(Stored items)
+--
// Copyright (C) 2026 Checkmk GmbH - License: GNU General Public License v2
// This file is part of Checkmk (https://checkmk.com). It is subject to the terms and
// conditions defined in the file COPYING, which is part of this source code package.

//! A tool for finding size-optimization opportunities across the images of a container bundle.
//!
//! This crate provides functionality to:
//! - Load syft SBOMs and dive image inspections of the individual archives
//! - Aggregate base OSes, packages and language runtimes across archives
//! - Resolve which of them are duplicated in two or more archives
//! - Generate reports on the duplicates and their sizes

pub mod identity;
pub mod report;
pub mod runtime;
pub mod sbom;
pub mod size;
pub mod stats;

// Re-export key types for convenience
pub use report::Report;
pub use sbom::{ArchiveRecord, PackageRecord};
pub use stats::{Duplicates, Info, RuntimeSizePolicy, Stats};
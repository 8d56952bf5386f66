// Copyright (C) 2026 Checkmk GmbH - License: GNU General Public License v2
// This file is part of Checkmk (https://checkmk.com). It is subject to the terms and
// conditions defined in the file COPYING, which is part of this source code package.

//! Reduces aggregated statistics to the identities shared by two or more archives.

use clap::ValueEnum;
use serde::Serialize;
use std::collections::BTreeMap;

use super::{Info, InfoMap, RuntimeMap};

/// How the size of a runtime found in several archives is determined.
#[derive(Debug, Clone, Copy, Default, PartialEq, Eq, Serialize, ValueEnum)]
#[serde(rename_all = "kebab-case")]
pub enum RuntimeSizePolicy {
    /// Sum the sizes of all archives containing the runtime.
    #[default]
    Sum,
    /// Take the size from the archive with the greatest name.
    LastWins,
}

/// Identities observed at least twice.
#[derive(Debug, Clone, Default, PartialEq, Eq, Serialize)]
pub struct Duplicates {
    pub base_os: InfoMap,
    pub packages: InfoMap,
    pub runtimes: InfoMap,
}

/// Keep the entries with a count of at least two, unmodified.
#[must_use]
pub fn resolve(entries: InfoMap) -> InfoMap {
    entries
        .into_iter()
        .filter(|(_, info)| info.count >= 2)
        .collect()
}

/// Sum of the per-archive counts of each runtime.
pub(crate) fn global_runtime_counts(entries: &RuntimeMap) -> BTreeMap<&str, usize> {
    let mut counts = BTreeMap::new();
    for runtimes in entries.values() {
        for (runtime, info) in runtimes {
            *counts.entry(runtime.as_str()).or_insert(0) += info.count;
        }
    }
    counts
}

/// Flatten the per-archive runtimes, keeping runtimes counted at least twice overall.
///
/// The count of a kept runtime is its count summed over all archives. Its sizes follow
/// `policy`.
#[must_use]
pub fn resolve_runtimes(entries: &RuntimeMap, policy: RuntimeSizePolicy) -> InfoMap {
    let counts = global_runtime_counts(entries);

    let mut duplicates = InfoMap::new();
    for runtimes in entries.values() {
        for (runtime, info) in runtimes {
            let count = counts.get(runtime.as_str()).copied().unwrap_or_default();
            if count < 2 {
                continue;
            }
            match policy {
                RuntimeSizePolicy::Sum => {
                    let entry = duplicates.entry(runtime.clone()).or_insert(Info {
                        count,
                        size: 0,
                        installed_size: 0,
                    });
                    entry.size = entry.size.saturating_add(info.size);
                    entry.installed_size =
                        entry.installed_size.saturating_add(info.installed_size);
                }
                RuntimeSizePolicy::LastWins => {
                    duplicates.insert(
                        runtime.clone(),
                        Info {
                            count,
                            size: info.size,
                            installed_size: info.installed_size,
                        },
                    );
                }
            }
        }
    }
    duplicates
}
+--
# Required action
The lines to copy run from the first line of the entries to the line containing "the individual archives"; copy them exactly and output nothing else.

# Answer to the problem
// Copyright (C) 2026 Checkmk GmbH - License: GNU General Public License v2
// This file is part of Checkmk (https://checkmk.com). It is subject to the terms and
// conditions defined in the file COPYING, which is part of this source code package.

//! A tool for finding size-optimization opportunities across the images of a container bundle.
//!
//! This crate provides functionality to:
//! - Load syft SBOMs and dive image inspections of the individual archives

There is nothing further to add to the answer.